Data for processing section start

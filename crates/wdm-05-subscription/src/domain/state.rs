//! # Subscription States
//!
//! ```text
//!            subscribe                accept + full notifies
//! [Idle] ─────────────→ [Subscribing] ─────────────────────→ [Established] ⇄ [Notifying]
//!   ↑                    │  reject / timeout                   │   │
//!   ├────────────────────┘                                     │   │ transport loss,
//!   │                                                          │   │ liveness
//!   │        drained                cancel                     │   ↓
//!   └──── [Canceling] ←──────────────────────────────────────────┘ [Aborting]
//!              ↑                                                       │
//!              └─────────────── cancel ───────────────────────────────┘
//!                            resubscribe success ──→ [Established]
//! ```
//!
//! `Aborting` is reachable from every state except `Idle`.

use super::errors::SubscriptionError;
use serde::{Deserialize, Serialize};
use std::fmt;
use std::time::Duration;
use tokio::time::Instant;

/// Internal subscription state.
#[derive(Debug, Clone, Copy, PartialEq, Eq, Hash, Default, Serialize, Deserialize)]
pub enum SubscriptionState {
    /// No subscription.
    #[default]
    Idle,
    /// Subscribe request sent, waiting for accept or reject.
    Subscribing,
    /// Steady state.
    Established,
    /// Applying an inbound notify.
    Notifying,
    /// Draining before cancel.
    Canceling,
    /// Session lost; state retained until resubscribe.
    Aborting,
}

impl SubscriptionState {
    /// True if `next` is a legal successor.
    pub fn can_transition_to(self, next: SubscriptionState) -> bool {
        use SubscriptionState::*;
        match (self, next) {
            (Idle, Subscribing) => true,
            (Subscribing, Established | Idle | Canceling) => true,
            (Established, Notifying | Canceling) => true,
            (Notifying, Established | Canceling) => true,
            (Canceling, Idle) => true,
            (Aborting, Established | Canceling | Idle) => true,
            (Idle | Aborting, Aborting) => false,
            (_, Aborting) => true,
            _ => false,
        }
    }

    /// True once the subscription exchanges data.
    pub fn is_active(self) -> bool {
        matches!(self, SubscriptionState::Established | SubscriptionState::Notifying)
    }
}

impl fmt::Display for SubscriptionState {
    fn fmt(&self, f: &mut fmt::Formatter<'_>) -> fmt::Result {
        let name = match self {
            SubscriptionState::Idle => "idle",
            SubscriptionState::Subscribing => "subscribing",
            SubscriptionState::Established => "established",
            SubscriptionState::Notifying => "notifying",
            SubscriptionState::Canceling => "canceling",
            SubscriptionState::Aborting => "aborting",
        };
        f.write_str(name)
    }
}

/// The three states applications branch on.
#[derive(Debug, Clone, PartialEq)]
pub enum SyncStatus {
    /// Waiting for the first accept.
    Subscribing,
    /// Up to date as of the last successful exchange.
    Synchronized {
        /// When the last message was received.
        last_exchange: Instant,
    },
    /// Session lost; resubscribing.
    Reconnecting {
        /// Resubscribe attempts so far.
        retry_count: u32,
        /// Error that caused the abort, or the latest retry failure.
        last_error: Option<SubscriptionError>,
    },
}

/// Exponential backoff: `base * 2^(attempt-1)`, capped at `max`.
pub fn backoff_delay(base: Duration, max: Duration, attempt: u32) -> Duration {
    let shift = attempt.saturating_sub(1).min(31);
    base.checked_mul(1u32 << shift)
        .map_or(max, |delay| delay.min(max))
}

/// Enforces the transition table and keeps abort bookkeeping.
#[derive(Debug, Default)]
pub struct SubscriptionStateMachine {
    state: SubscriptionState,
    retry_count: u32,
    abort_cause: Option<SubscriptionError>,
    last_error: Option<SubscriptionError>,
    last_exchange: Option<Instant>,
    resubscribe_at: Option<Instant>,
}

impl SubscriptionStateMachine {
    /// Machine in `Idle`.
    pub fn new() -> Self {
        Self::default()
    }

    /// Current state.
    pub fn state(&self) -> SubscriptionState {
        self.state
    }

    /// Resubscribe attempts since the last abort.
    pub fn retry_count(&self) -> u32 {
        self.retry_count
    }

    /// Error that caused the current abort.
    pub fn abort_cause(&self) -> Option<&SubscriptionError> {
        self.abort_cause.as_ref()
    }

    /// Error recorded by the last abort or failed retry.
    pub fn last_error(&self) -> Option<&SubscriptionError> {
        self.last_error.as_ref()
    }

    /// Time of the last received message.
    pub fn last_exchange(&self) -> Option<Instant> {
        self.last_exchange
    }

    /// When the next resubscribe may run.
    pub fn resubscribe_at(&self) -> Option<Instant> {
        self.resubscribe_at
    }

    /// Moves to `next`, returning the previous state.
    pub fn transition(
        &mut self,
        next: SubscriptionState,
    ) -> Result<SubscriptionState, SubscriptionError> {
        let from = self.state;
        if !from.can_transition_to(next) {
            return Err(SubscriptionError::InvalidTransition { from, to: next });
        }
        self.state = next;
        if next == SubscriptionState::Idle {
            self.retry_count = 0;
            self.resubscribe_at = None;
            self.abort_cause = None;
        }
        Ok(from)
    }

    /// Records a successful exchange.
    pub fn touch(&mut self, now: Instant) {
        self.last_exchange = Some(now);
    }

    /// Enters `Aborting`, records `error` and schedules the first resubscribe.
    pub fn abort(
        &mut self,
        error: SubscriptionError,
        delay: Duration,
        now: Instant,
    ) -> Result<SubscriptionState, SubscriptionError> {
        let from = self.transition(SubscriptionState::Aborting)?;
        self.retry_count = 0;
        self.abort_cause = Some(error.clone());
        self.last_error = Some(error);
        self.resubscribe_at = Some(now + delay);
        Ok(from)
    }

    /// Records a failed resubscribe and schedules the next one.
    pub fn retry_failed(&mut self, error: SubscriptionError, delay: Duration, now: Instant) {
        self.retry_count += 1;
        self.last_error = Some(error);
        self.resubscribe_at = Some(now + delay);
    }

    /// Leaves `Aborting` for `Established`, returning the abort cause.
    pub fn recover(&mut self, now: Instant) -> Result<Option<SubscriptionError>, SubscriptionError> {
        self.transition(SubscriptionState::Established)?;
        self.retry_count = 0;
        self.resubscribe_at = None;
        self.last_exchange = Some(now);
        self.last_error = None;
        Ok(self.abort_cause.take())
    }

    /// Externally visible status; `None` when idle or canceling.
    pub fn status(&self) -> Option<SyncStatus> {
        match self.state {
            SubscriptionState::Idle | SubscriptionState::Canceling => None,
            SubscriptionState::Subscribing => Some(SyncStatus::Subscribing),
            SubscriptionState::Established | SubscriptionState::Notifying => {
                self.last_exchange.map(|last_exchange| SyncStatus::Synchronized { last_exchange })
            }
            SubscriptionState::Aborting => Some(SyncStatus::Reconnecting {
                retry_count: self.retry_count,
                last_error: self.last_error.clone(),
            }),
        }
    }
}
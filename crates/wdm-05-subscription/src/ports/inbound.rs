//! # Inbound Ports
//!
//! Entry point for messages arriving on exchanges a peer opened.

use async_trait::async_trait;
use shared_types::{ExchangeHandle, WdmMessage};

/// Handles requests arriving on responder exchanges - inbound port.
///
/// Returned messages are replies on the same exchange, in order.
#[async_trait]
pub trait MessageHandler: Send + Sync {
    /// Handles one message.
    async fn handle_message(&self, exchange: ExchangeHandle, message: WdmMessage)
        -> Vec<WdmMessage>;
}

Data for processing section end

Type the whole listing again, unaltered.

→ **Expected answer**:
filename crates/wdm-05-subscription/src/domain/state.rs
//! # Subscription States
//!
//! ```text
//!            subscribe                accept + full notifies
//! [Idle] ─────────────→ [Subscribing] ─────────────────────→ [Established] ⇄ [Notifying]
//!   ↑                    │  reject / timeout                   │   │
//!   ├────────────────────┘                                     │   │ transport loss,
//!   │                                                          │   │ liveness
//!   │        drained                cancel                     │   ↓
//!   └──── [Canceling] ←──────────────────────────────────────────┘ [Aborting]
//!              ↑                                                       │
//!              └─────────────── cancel ───────────────────────────────┘
//!                            resubscribe success ──→ [Established]
//! ```
//!
//! `Aborting` is reachable from every state except `Idle`.

use super::errors::SubscriptionError;
use serde::{Deserialize, Serialize};
use std::fmt;
use std::time::Duration;
use tokio::time::Instant;

/// Internal subscription state.
#[derive(Debug, Clone, Copy, PartialEq, Eq, Hash, Default, Serialize, Deserialize)]
pub enum SubscriptionState {
    /// No subscription.
    #[default]
    Idle,
    /// Subscribe request sent, waiting for accept or reject.
    Subscribing,
    /// Steady state.
    Established,
    /// Applying an inbound notify.
    Notifying,
    /// Draining before cancel.
    Canceling,
    /// Session lost; state retained until resubscribe.
    Aborting,
}

impl SubscriptionState {
    /// True if `next` is a legal successor.
    pub fn can_transition_to(self, next: SubscriptionState) -> bool {
        use SubscriptionState::*;
        match (self, next) {
            (Idle, Subscribing) => true,
            (Subscribing, Established | Idle | Canceling) => true,
            (Established, Notifying | Canceling) => true,
            (Notifying, Established | Canceling) => true,
            (Canceling, Idle) => true,
            (Aborting, Established | Canceling | Idle) => true,
            (Idle | Aborting, Aborting) => false,
            (_, Aborting) => true,
            _ => false,
        }
    }

    /// True once the subscription exchanges data.
    pub fn is_active(self) -> bool {
        matches!(self, SubscriptionState::Established | SubscriptionState::Notifying)
    }
}

impl fmt::Display for SubscriptionState {
    fn fmt(&self, f: &mut fmt::Formatter<'_>) -> fmt::Result {
        let name = match self {
            SubscriptionState::Idle => "idle",
            SubscriptionState::Subscribing => "subscribing",
            SubscriptionState::Established => "established",
            SubscriptionState::Notifying => "notifying",
            SubscriptionState::Canceling => "canceling",
            SubscriptionState::Aborting => "aborting",
        };
        f.write_str(name)
    }
}

/// The three states applications branch on.
#[derive(Debug, Clone, PartialEq)]
pub enum SyncStatus {
    /// Waiting for the first accept.
    Subscribing,
    /// Up to date as of the last successful exchange.
    Synchronized {
        /// When the last message was received.
        last_exchange: Instant,
    },
    /// Session lost; resubscribing.
    Reconnecting {
        /// Resubscribe attempts so far.
        retry_count: u32,
        /// Error that caused the abort, or the latest retry failure.
        last_error: Option<SubscriptionError>,
    },
}

/// Exponential backoff: `base * 2^(attempt-1)`, capped at `max`.
pub fn backoff_delay(base: Duration, max: Duration, attempt: u32) -> Duration {
    let shift = attempt.saturating_sub(1).min(31);
    base.checked_mul(1u32 << shift)
        .map_or(max, |delay| delay.min(max))
}

/// Enforces the transition table and keeps abort bookkeeping.
#[derive(Debug, Default)]
pub struct SubscriptionStateMachine {
    state: SubscriptionState,
    retry_count: u32,
    abort_cause: Option<SubscriptionError>,
    last_error: Option<SubscriptionError>,
    last_exchange: Option<Instant>,
    resubscribe_at: Option<Instant>,
}

impl SubscriptionStateMachine {
    /// Machine in `Idle`.
    pub fn new() -> Self {
        Self::default()
    }

    /// Current state.
    pub fn state(&self) -> SubscriptionState {
        self.state
    }

    /// Resubscribe attempts since the last abort.
    pub fn retry_count(&self) -> u32 {
        self.retry_count
    }

    /// Error that caused the current abort.
    pub fn abort_cause(&self) -> Option<&SubscriptionError> {
        self.abort_cause.as_ref()
    }

    /// Error recorded by the last abort or failed retry.
    pub fn last_error(&self) -> Option<&SubscriptionError> {
        self.last_error.as_ref()
    }

    /// Time of the last received message.
    pub fn last_exchange(&self) -> Option<Instant> {
        self.last_exchange
    }

    /// When the next resubscribe may run.
    pub fn resubscribe_at(&self) -> Option<Instant> {
        self.resubscribe_at
    }

    /// Moves to `next`, returning the previous state.
    pub fn transition(
        &mut self,
        next: SubscriptionState,
    ) -> Result<SubscriptionState, SubscriptionError> {
        let from = self.state;
        if !from.can_transition_to(next) {
            return Err(SubscriptionError::InvalidTransition { from, to: next });
        }
        self.state = next;
        if next == SubscriptionState::Idle {
            self.retry_count = 0;
            self.resubscribe_at = None;
            self.abort_cause = None;
        }
        Ok(from)
    }

    /// Records a successful exchange.
    pub fn touch(&mut self, now: Instant) {
        self.last_exchange = Some(now);
    }

    /// Enters `Aborting`, records `error` and schedules the first resubscribe.
    pub fn abort(
        &mut self,
        error: SubscriptionError,
        delay: Duration,
        now: Instant,
    ) -> Result<SubscriptionState, SubscriptionError> {
        let from = self.transition(SubscriptionState::Aborting)?;
        self.retry_count = 0;
        self.abort_cause = Some(error.clone());
        self.last_error = Some(error);
        self.resubscribe_at = Some(now + delay);
        Ok(from)
    }

    /// Records a failed resubscribe and schedules the next one.
    pub fn retry_failed(&mut self, error: SubscriptionError, delay: Duration, now: Instant) {
        self.retry_count += 1;
        self.last_error = Some(error);
        self.resubscribe_at = Some(now + delay);
    }

    /// Leaves `Aborting` for `Established`, returning the abort cause.
    pub fn recover(&mut self, now: Instant) -> Result<Option<SubscriptionError>, SubscriptionError> {
        self.transition(SubscriptionState::Established)?;
        self.retry_count = 0;
        self.resubscribe_at = None;
        self.last_exchange = Some(now);
        self.last_error = None;
        Ok(self.abort_cause.take())
    }

    /// Externally visible status; `None` when idle or canceling.
    pub fn status(&self) -> Option<SyncStatus> {
        match self.state {
            SubscriptionState::Idle | SubscriptionState::Canceling => None,
            SubscriptionState::Subscribing => Some(SyncStatus::Subscribing),
            SubscriptionState::Established | SubscriptionState::Notifying => {
                self.last_exchange.map(|last_exchange| SyncStatus::Synchronized { last_exchange })
            }
            SubscriptionState::Aborting => Some(SyncStatus::Reconnecting {
                retry_count: self.retry_count,
                last_error: self.last_error.clone(),
            }),
        }
    }
}
filename crates/wdm-05-subscription/src/ports/inbound.rs
//! # Inbound Ports
//!
//! Entry point for messages arriving on exchanges a peer opened.

use async_trait::async_trait;
use shared_types::{ExchangeHandle, WdmMessage};

/// Handles requests arriving on responder exchanges - inbound port.
///
/// Returned messages are replies on the same exchange, in order.
#[async_trait]
pub trait MessageHandler: Send + Sync {
    /// Handles one message.
    async fn handle_message(&self, exchange: ExchangeHandle, message: WdmMessage)
        -> Vec<WdmMessage>;
}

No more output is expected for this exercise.